Gefahrgut-Unfall fordert die Helfer des THW
Nach einem Gefahrgut-Unfall am frühen Morgen des 01.09.2007 wurde das THW Baden-Baden von der Feuerwehr zur Unterstützung alarmiert.
Ein LKW-Fahrer war mit seinem Lastzug auf ein Wohnmobilgespann aufgefahren. Hierdurch geriet der Lastzug ins Schleudern und der Anhänger kippte um. Die Ladung – sieben Behälter mit je 800 Litern Fassungsvermögen – wurde beschädigt. Daher flossen auch die Gefahrenstoffe Kaliumhydroxidlösung, Natriumhydroxid und Phosphorsäure auf die Fahrbahn.

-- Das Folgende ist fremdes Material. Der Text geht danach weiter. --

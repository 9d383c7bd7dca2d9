//! Kernel heap for the bare-metal build. Hosted builds get the system
//! allocator from `std`.

use linked_list_allocator::LockedHeap;

#[global_allocator]
static ALLOCATOR: LockedHeap = LockedHeap::empty();

/// # Safety
///
/// `start..start + size` must be unused, writable memory.
pub unsafe fn init_heap(start: usize, size: usize) {
    ALLOCATOR.lock().init(start as *mut u8, size);
}
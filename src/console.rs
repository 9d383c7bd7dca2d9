//! Kernel console output and the logging macros.
//!
//! On bare metal everything is mirrored to the VGA text buffer and the
//! first serial port; on hosted builds the sink is stdout, which is also
//! what lets the test harness capture kernel output.

use core::fmt;

#[doc(hidden)]
#[cfg(target_os = "none")]
pub fn _print(args: fmt::Arguments) {
    use core::fmt::Write;
    let _ = crate::vga::WRITER.lock().write_fmt(args);
    let _ = crate::serial::SERIAL1.lock().write_fmt(args);
}

#[doc(hidden)]
#[cfg(not(target_os = "none"))]
pub fn _print(args: fmt::Arguments) {
    std::print!("{}", args);
}

#[macro_export]
macro_rules! print {
    ($($arg:tt)*) => ($crate::console::_print(format_args!($($arg)*)));
}

#[macro_export]
macro_rules! println {
    () => ($crate::print!("\n"));
    ($($arg:tt)*) => ($crate::print!("{}\n", format_args!($($arg)*)));
}

#[macro_export]
macro_rules! log_info {
    ($($arg:tt)*) => {
        $crate::console::_print(format_args!("[INFO] "));
        $crate::console::_print(format_args!($($arg)*));
        $crate::console::_print(format_args!("\n"));
    };
}

#[macro_export]
macro_rules! log_warn {
    ($($arg:tt)*) => {
        $crate::console::_print(format_args!("[WARN] "));
        $crate::console::_print(format_args!($($arg)*));
        $crate::console::_print(format_args!("\n"));
    };
}

#[macro_export]
macro_rules! log_error {
    ($($arg:tt)*) => {
        $crate::console::_print(format_args!("[ERROR] "));
        $crate::console::_print(format_args!($($arg)*));
        $crate::console::_print(format_args!("\n"));
    };
}
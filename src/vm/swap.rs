//! Swap table: page-sized slots over the block device registered with
//! the swap role. A slot is `PGSIZE / SECTOR_SIZE` contiguous sectors;
//! the bitmap tracks free slots (true = free). Swap is not durable —
//! the table is reformatted every boot.

use crate::drivers::block::{self, BlockDevice, BlockRole, SECTOR_SIZE};
use crate::memory::bitmap::Bitmap;
use crate::memory::{self, PGSIZE};
use alloc::sync::Arc;
use spin::Mutex;
use x86_64::VirtAddr;

/// Sectors per swap slot.
pub const SECTORS_PER_SLOT: usize = PGSIZE / SECTOR_SIZE;

struct SwapTable {
    dev: Arc<dyn BlockDevice>,
    slots: Bitmap,
}

static SWAP: Mutex<Option<SwapTable>> = Mutex::new(None);

/// Claim the swap device and mark every slot free.
pub fn init() {
    let dev = block::by_role(BlockRole::Swap).expect("swap: no block device with the swap role");
    let slot_count = dev.size() as usize / SECTORS_PER_SLOT;
    *SWAP.lock() = Some(SwapTable {
        dev,
        slots: Bitmap::new(slot_count, true),
    });
}

/// Write the page at `kpage` into a free slot and return its index.
/// Panics when the swap device is full.
pub fn swap_out(kpage: VirtAddr) -> usize {
    let mut table = SWAP.lock();
    let table = table.as_mut().expect("swap: not initialized");
    let slot = match table.slots.scan(0, true) {
        Some(slot) => slot,
        None => panic!("swap: out of swap slots"),
    };

    let bytes = unsafe { memory::page_bytes(kpage) };
    let mut sector = [0u8; SECTOR_SIZE];
    for i in 0..SECTORS_PER_SLOT {
        sector.copy_from_slice(&bytes[i * SECTOR_SIZE..(i + 1) * SECTOR_SIZE]);
        table
            .dev
            .write((slot * SECTORS_PER_SLOT + i) as u64, &sector)
            .expect("swap: sector write failed");
    }
    table.slots.set(slot, false);
    slot
}

/// Read `slot` back into the page at `kpage` and free the slot. False
/// if `slot` is out of range or not in use.
pub fn swap_in(slot: usize, kpage: VirtAddr) -> bool {
    let mut table = SWAP.lock();
    let table = match table.as_mut() {
        Some(t) => t,
        None => return false,
    };
    if slot >= table.slots.len() || table.slots.test(slot) {
        return false;
    }

    let bytes = unsafe { memory::page_bytes(kpage) };
    let mut sector = [0u8; SECTOR_SIZE];
    for i in 0..SECTORS_PER_SLOT {
        table
            .dev
            .read((slot * SECTORS_PER_SLOT + i) as u64, &mut sector)
            .expect("swap: sector read failed");
        bytes[i * SECTOR_SIZE..(i + 1) * SECTOR_SIZE].copy_from_slice(&sector);
    }
    table.slots.set(slot, true);
    true
}

/// Release `slot` without reading it back.
pub fn free_slot(slot: usize) {
    let mut table = SWAP.lock();
    let table = table.as_mut().expect("swap: not initialized");
    assert!(slot < table.slots.len(), "swap: slot {} out of range", slot);
    table.slots.set(slot, true);
}

/// True if `slot` holds a live page image.
pub fn slot_in_use(slot: usize) -> bool {
    let table = SWAP.lock();
    let table = table.as_ref().expect("swap: not initialized");
    slot < table.slots.len() && !table.slots.test(slot)
}

/// Number of free slots.
pub fn free_slots() -> usize {
    let table = SWAP.lock();
    table.as_ref().expect("swap: not initialized").slots.count(true)
}
//! Device contracts and the few drivers the kernel core carries.

pub mod block;
pub mod ramdisk;
pub mod timer;

#[cfg(target_os = "none")]
pub mod ata;

/// Probe and register the bare-metal block devices: primary master as
/// the file-system disk, primary slave as swap.
#[cfg(target_os = "none")]
pub fn init() {
    use alloc::sync::Arc;
    use block::BlockRole;

    block::init();
    if let Some(dev) = ata::AtaDevice::detect(0x1F0, 0x3F6, true) {
        crate::log_info!("ata: primary master, {} sectors", dev.size_sectors());
        block::register(BlockRole::FileSys, Arc::new(dev));
    }
    if let Some(dev) = ata::AtaDevice::detect(0x1F0, 0x3F6, false) {
        crate::log_info!("ata: primary slave, {} sectors (swap)", dev.size_sectors());
        block::register(BlockRole::Swap, Arc::new(dev));
    }
}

Um 07.15 Uhr wurde für das THW Alarm ausgelöst. Rund 90 Einsatzkräfte der Feuerwehr Baden-Baden, der Werksfeuerwehr einer Chemiefirma und des THW sicherten und bargen die Ladung. Aufgabe des THW war unter anderem, mit Trennschleifern die Außenwand des Anhängers aufzutrennen, mit dem Kran des Kippers diese dann nach oben wegzuziehen, um an die Ladung zu gelangen. Anschließend wurden mit dem Gabelstapler die Behälter neu geordnet.

Zudem übernahm das THW die Ausleitung an der Tank- und Rastanlage Baden-Baden, da die Autobahn in Richtung Süden für mehrere Stunden gesperrt wurde. Es bildete sich ein Stau von 18 Kilometern Länge.

Gegen 14.30 Uhr wurde die Sperrung aufgehoben. Nach Wiederherstellen der Einsatzbereitschaft war für das THW dieser Einsatz um 15.15 Uhr beendet.

Im Einsatz befanden sich 23 Helfer, GKW 1, GKW 2 mit Tieflader und Gabelstapler, Kipper mit Ladekran und zwei MTW.